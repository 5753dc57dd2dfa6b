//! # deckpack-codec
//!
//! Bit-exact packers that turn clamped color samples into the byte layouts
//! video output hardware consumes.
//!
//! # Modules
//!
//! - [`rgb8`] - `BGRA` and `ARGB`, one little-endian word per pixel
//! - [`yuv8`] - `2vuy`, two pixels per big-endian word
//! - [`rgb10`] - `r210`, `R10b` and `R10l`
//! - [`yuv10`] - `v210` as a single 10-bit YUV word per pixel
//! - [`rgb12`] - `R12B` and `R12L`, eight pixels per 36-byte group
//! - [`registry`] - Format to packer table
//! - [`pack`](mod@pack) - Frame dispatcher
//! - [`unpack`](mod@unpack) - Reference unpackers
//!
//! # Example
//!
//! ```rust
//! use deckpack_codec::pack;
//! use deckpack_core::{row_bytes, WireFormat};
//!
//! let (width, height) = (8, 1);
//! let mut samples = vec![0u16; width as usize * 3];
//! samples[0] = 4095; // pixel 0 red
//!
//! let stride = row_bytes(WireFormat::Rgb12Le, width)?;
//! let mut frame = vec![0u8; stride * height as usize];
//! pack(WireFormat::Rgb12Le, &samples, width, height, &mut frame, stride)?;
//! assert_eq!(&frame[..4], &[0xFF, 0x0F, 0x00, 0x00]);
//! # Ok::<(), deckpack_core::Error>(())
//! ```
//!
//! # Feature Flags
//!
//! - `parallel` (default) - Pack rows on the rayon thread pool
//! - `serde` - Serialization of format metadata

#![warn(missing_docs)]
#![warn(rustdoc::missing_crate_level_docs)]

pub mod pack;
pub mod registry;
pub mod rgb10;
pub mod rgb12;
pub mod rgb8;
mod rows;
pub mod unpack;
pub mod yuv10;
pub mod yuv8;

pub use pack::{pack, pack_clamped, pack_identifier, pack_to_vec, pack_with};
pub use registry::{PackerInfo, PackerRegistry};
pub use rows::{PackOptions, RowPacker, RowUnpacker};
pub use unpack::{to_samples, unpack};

+---+

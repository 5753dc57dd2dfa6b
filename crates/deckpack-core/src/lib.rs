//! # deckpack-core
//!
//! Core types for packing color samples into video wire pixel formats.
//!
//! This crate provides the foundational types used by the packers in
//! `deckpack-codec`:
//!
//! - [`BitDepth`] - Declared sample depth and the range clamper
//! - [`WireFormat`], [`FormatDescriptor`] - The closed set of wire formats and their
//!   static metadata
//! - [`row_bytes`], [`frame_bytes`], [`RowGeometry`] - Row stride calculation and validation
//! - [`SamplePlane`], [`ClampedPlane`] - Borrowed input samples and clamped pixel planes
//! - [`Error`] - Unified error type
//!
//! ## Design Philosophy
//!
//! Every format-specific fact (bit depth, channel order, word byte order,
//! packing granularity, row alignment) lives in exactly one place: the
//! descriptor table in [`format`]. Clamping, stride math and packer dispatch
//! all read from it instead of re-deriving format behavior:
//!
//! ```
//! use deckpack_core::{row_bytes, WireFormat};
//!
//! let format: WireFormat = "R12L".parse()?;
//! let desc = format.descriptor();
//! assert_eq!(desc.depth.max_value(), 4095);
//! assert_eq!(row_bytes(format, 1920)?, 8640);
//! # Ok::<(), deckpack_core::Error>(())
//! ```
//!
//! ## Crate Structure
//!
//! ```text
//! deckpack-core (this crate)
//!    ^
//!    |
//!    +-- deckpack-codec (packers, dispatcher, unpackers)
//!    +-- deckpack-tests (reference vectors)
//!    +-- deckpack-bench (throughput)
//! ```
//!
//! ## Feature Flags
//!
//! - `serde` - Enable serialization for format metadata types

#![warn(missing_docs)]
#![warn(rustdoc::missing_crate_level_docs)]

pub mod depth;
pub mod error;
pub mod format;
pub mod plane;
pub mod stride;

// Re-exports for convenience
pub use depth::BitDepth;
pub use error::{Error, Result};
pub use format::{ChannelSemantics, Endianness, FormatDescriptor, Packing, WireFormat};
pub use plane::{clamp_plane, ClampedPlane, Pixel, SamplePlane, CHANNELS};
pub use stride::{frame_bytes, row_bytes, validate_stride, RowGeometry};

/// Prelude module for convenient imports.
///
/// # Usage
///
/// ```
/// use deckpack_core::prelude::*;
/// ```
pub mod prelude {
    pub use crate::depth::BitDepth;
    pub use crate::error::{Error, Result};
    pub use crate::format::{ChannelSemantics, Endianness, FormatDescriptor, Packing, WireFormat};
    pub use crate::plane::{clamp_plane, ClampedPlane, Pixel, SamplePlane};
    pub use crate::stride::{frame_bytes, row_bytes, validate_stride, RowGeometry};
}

+---+

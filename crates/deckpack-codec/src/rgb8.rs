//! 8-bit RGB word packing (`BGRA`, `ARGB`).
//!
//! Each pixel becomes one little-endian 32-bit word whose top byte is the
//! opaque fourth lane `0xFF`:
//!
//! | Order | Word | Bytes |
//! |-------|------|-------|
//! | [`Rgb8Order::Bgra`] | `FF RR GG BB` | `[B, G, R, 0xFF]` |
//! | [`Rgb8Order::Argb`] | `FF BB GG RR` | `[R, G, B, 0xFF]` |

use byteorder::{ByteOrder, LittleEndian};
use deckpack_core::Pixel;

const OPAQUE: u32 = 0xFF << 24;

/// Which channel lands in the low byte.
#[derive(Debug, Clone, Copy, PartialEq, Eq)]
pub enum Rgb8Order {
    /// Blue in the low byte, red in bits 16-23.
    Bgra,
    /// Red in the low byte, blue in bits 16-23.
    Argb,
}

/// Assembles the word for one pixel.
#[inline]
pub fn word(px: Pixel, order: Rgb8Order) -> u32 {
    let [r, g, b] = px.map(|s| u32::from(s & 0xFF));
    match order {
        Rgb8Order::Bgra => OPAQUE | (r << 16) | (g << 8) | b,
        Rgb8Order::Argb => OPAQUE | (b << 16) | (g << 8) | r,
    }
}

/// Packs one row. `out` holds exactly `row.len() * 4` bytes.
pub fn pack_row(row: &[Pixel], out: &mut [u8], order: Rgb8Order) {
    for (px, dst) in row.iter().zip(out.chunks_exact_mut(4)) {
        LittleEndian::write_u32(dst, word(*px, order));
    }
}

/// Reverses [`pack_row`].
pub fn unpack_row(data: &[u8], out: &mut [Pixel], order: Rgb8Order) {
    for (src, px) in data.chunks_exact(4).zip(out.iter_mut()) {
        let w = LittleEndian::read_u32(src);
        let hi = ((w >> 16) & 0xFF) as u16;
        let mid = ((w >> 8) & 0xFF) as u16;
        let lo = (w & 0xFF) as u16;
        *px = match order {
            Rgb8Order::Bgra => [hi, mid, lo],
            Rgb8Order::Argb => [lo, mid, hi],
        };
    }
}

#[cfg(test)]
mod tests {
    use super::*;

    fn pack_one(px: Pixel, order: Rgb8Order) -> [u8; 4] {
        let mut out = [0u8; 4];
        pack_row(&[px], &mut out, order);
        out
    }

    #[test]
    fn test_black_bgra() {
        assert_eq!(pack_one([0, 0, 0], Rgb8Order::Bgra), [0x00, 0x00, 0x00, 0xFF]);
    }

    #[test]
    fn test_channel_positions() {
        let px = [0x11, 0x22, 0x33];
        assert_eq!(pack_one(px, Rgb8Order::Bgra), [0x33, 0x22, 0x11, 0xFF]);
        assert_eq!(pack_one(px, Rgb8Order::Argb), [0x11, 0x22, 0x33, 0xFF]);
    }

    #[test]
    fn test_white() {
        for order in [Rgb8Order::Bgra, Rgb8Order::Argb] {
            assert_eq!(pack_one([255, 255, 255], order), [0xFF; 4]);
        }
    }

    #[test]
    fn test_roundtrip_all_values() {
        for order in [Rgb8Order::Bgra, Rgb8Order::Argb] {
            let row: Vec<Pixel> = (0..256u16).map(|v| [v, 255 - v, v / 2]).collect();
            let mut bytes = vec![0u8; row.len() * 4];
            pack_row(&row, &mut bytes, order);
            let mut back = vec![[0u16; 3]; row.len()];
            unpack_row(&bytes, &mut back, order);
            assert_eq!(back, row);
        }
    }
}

+---+

▶ What is being asked: Which lines above contain the word "types"? Copy each one.

▶ Written answer:
//! Core types for packing color samples into video wire pixel formats.
//! This crate provides the foundational types used by the packers in
//! - `serde` - Enable serialization for format metadata types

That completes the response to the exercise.